_TASK GOAL:_ Go through the data and copy each line where the word "DeviceInfo" shows up.

Stored data:
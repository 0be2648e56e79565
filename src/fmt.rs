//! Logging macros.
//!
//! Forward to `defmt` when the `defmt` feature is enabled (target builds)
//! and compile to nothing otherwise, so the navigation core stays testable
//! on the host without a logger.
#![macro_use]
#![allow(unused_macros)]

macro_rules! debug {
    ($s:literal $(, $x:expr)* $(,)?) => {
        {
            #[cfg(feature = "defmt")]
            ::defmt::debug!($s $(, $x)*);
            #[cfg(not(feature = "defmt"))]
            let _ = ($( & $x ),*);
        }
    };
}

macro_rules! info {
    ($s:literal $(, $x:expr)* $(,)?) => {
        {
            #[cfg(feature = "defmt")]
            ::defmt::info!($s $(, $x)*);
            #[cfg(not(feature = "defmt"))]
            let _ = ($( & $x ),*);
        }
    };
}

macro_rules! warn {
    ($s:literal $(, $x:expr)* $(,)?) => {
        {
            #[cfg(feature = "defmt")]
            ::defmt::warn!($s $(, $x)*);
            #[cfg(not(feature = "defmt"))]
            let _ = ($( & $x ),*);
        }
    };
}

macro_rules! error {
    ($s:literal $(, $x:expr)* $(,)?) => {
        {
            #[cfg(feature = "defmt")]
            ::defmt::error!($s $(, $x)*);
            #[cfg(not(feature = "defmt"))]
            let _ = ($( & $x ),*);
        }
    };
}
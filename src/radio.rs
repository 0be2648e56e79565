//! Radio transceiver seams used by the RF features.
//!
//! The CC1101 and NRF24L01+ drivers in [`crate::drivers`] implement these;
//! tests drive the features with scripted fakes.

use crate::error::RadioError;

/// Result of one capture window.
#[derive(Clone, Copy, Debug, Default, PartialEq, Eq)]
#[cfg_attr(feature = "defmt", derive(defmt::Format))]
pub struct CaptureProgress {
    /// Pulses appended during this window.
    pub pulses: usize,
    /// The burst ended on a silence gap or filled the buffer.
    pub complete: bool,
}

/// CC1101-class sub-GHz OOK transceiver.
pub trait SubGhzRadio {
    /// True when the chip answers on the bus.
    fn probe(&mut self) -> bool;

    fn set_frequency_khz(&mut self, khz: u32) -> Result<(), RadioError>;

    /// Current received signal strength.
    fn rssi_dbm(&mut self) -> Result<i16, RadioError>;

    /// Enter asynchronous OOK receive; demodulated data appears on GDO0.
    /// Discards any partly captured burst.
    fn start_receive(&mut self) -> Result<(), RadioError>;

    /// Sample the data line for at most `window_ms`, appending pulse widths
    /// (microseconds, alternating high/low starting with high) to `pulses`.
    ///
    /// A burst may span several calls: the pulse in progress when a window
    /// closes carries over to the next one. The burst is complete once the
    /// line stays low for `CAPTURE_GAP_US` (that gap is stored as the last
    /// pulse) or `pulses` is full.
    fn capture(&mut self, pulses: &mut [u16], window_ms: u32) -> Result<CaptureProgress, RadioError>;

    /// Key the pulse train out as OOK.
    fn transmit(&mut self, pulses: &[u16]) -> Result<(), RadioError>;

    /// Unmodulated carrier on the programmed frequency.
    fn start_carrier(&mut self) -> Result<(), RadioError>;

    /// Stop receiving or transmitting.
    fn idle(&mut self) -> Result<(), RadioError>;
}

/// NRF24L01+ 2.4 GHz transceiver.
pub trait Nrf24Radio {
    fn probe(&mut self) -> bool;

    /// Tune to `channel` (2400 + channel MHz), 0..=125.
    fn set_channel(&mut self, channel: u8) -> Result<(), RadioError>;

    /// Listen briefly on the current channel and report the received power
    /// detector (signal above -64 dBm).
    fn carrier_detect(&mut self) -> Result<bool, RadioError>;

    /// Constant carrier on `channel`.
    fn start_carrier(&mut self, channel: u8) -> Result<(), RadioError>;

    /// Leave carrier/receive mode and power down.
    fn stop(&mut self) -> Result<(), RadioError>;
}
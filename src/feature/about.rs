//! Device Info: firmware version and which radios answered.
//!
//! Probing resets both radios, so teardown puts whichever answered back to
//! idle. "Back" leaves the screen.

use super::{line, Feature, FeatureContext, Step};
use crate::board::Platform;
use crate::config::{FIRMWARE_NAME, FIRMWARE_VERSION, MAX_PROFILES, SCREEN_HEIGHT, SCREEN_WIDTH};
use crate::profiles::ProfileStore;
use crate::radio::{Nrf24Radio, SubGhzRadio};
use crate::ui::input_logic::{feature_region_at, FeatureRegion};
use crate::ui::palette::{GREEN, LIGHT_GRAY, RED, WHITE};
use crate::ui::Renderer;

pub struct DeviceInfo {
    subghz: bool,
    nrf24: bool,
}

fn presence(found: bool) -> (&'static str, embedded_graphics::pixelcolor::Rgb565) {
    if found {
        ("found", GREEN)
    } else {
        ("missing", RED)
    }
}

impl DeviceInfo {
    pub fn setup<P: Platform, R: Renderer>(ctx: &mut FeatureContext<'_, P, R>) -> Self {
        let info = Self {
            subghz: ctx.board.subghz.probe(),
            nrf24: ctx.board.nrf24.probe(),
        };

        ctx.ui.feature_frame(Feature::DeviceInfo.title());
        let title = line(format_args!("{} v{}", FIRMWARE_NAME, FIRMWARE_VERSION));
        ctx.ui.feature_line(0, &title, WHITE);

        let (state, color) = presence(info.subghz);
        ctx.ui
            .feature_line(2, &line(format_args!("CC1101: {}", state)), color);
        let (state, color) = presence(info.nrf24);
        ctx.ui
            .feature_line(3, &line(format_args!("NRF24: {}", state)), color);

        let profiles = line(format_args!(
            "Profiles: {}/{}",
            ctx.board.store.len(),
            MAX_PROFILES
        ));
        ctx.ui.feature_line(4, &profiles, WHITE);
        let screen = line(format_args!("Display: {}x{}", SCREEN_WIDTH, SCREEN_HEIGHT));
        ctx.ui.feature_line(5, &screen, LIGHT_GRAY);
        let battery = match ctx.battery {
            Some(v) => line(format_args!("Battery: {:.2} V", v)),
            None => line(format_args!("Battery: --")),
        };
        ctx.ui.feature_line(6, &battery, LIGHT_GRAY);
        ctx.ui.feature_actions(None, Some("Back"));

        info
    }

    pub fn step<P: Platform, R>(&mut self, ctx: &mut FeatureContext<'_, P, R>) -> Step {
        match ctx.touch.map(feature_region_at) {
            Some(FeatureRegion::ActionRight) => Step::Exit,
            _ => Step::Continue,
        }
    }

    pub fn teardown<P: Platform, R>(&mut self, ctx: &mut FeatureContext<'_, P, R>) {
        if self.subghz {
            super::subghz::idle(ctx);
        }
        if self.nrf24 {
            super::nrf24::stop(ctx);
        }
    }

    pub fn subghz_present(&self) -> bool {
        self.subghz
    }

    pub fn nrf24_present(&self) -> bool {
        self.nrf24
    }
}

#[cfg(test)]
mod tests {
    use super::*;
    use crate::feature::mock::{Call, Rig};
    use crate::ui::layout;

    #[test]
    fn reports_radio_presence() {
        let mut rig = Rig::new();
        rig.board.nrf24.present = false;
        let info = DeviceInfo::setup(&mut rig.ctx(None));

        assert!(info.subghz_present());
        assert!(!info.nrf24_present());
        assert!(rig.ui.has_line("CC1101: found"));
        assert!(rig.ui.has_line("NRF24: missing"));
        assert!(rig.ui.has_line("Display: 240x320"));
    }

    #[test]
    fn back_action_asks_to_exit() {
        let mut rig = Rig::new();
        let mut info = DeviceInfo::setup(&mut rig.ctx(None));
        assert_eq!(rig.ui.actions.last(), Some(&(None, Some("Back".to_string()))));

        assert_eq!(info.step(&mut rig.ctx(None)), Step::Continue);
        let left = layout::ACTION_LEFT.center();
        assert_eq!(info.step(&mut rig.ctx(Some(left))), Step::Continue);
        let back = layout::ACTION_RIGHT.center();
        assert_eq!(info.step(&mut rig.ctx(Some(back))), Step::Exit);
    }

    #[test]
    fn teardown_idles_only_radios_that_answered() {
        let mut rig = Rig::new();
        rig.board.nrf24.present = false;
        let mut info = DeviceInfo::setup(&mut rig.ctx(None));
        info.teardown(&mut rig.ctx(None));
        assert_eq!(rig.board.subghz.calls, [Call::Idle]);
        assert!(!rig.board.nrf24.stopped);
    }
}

_SOLUTION:_
pub struct DeviceInfo {
impl DeviceInfo {
        ctx.ui.feature_frame(Feature::DeviceInfo.title());
        let info = DeviceInfo::setup(&mut rig.ctx(None));
        let mut info = DeviceInfo::setup(&mut rig.ctx(None));
        let mut info = DeviceInfo::setup(&mut rig.ctx(None));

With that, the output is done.